[Stored data entries]
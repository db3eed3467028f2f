/// Pure parsing logic behind the interactive selector's input handling,
/// extracted so it can be unit-tested without a live
/// SSH channel: trims the line, parses it as a 1-based index, and returns
/// the corresponding key.
pub fn parse_selection(line: &str, keys: &[String]) -> Option<String> {
    let trimmed = line.trim();
    if trimmed.is_empty() {
        return None;
    }
    let index: usize = trimmed.parse().ok()?;
    if index == 0 {
        return None;
    }
    keys.get(index - 1).cloned()
}

#[cfg(test)]
mod tests {
    use super::*;

    fn keys() -> Vec<String> {
        vec!["db1".to_owned(), "web1".to_owned()]
    }

    #[test]
    fn selects_by_one_based_index() {
        assert_eq!(parse_selection("1", &keys()), Some("db1".to_owned()));
        assert_eq!(parse_selection("2", &keys()), Some("web1".to_owned()));
    }

    #[test]
    fn trims_whitespace() {
        assert_eq!(parse_selection("  1  \r\n", &keys()), Some("db1".to_owned()));
    }

    #[test]
    fn rejects_zero() {
        assert_eq!(parse_selection("0", &keys()), None);
    }

    #[test]
    fn rejects_out_of_range() {
        assert_eq!(parse_selection("3", &keys()), None);
    }

    #[test]
    fn rejects_non_numeric() {
        assert_eq!(parse_selection("db1", &keys()), None);
    }

    #[test]
    fn rejects_blank_input() {
        assert_eq!(parse_selection("   ", &keys()), None);
    }
}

» Try it:
The full set of data above must come back exactly as written.

» Exercise response:
repository db3eed3467028f2f
/// Pure parsing logic behind the interactive selector's input handling,
/// extracted so it can be unit-tested without a live
/// SSH channel: trims the line, parses it as a 1-based index, and returns
/// the corresponding key.
pub fn parse_selection(line: &str, keys: &[String]) -> Option<String> {
    let trimmed = line.trim();
    if trimmed.is_empty() {
        return None;
    }
    let index: usize = trimmed.parse().ok()?;
    if index == 0 {
        return None;
    }
    keys.get(index - 1).cloned()
}

#[cfg(test)]
mod tests {
    use super::*;

    fn keys() -> Vec<String> {
        vec!["db1".to_owned(), "web1".to_owned()]
    }

    #[test]
    fn selects_by_one_based_index() {
        assert_eq!(parse_selection("1", &keys()), Some("db1".to_owned()));
        assert_eq!(parse_selection("2", &keys()), Some("web1".to_owned()));
    }

    #[test]
    fn trims_whitespace() {
        assert_eq!(parse_selection("  1  \r\n", &keys()), Some("db1".to_owned()));
    }

    #[test]
    fn rejects_zero() {
        assert_eq!(parse_selection("0", &keys()), None);
    }

    #[test]
    fn rejects_out_of_range() {
        assert_eq!(parse_selection("3", &keys()), None);
    }

    #[test]
    fn rejects_non_numeric() {
        assert_eq!(parse_selection("db1", &keys()), None);
    }

    #[test]
    fn rejects_blank_input() {
        assert_eq!(parse_selection("   ", &keys()), None);
    }
}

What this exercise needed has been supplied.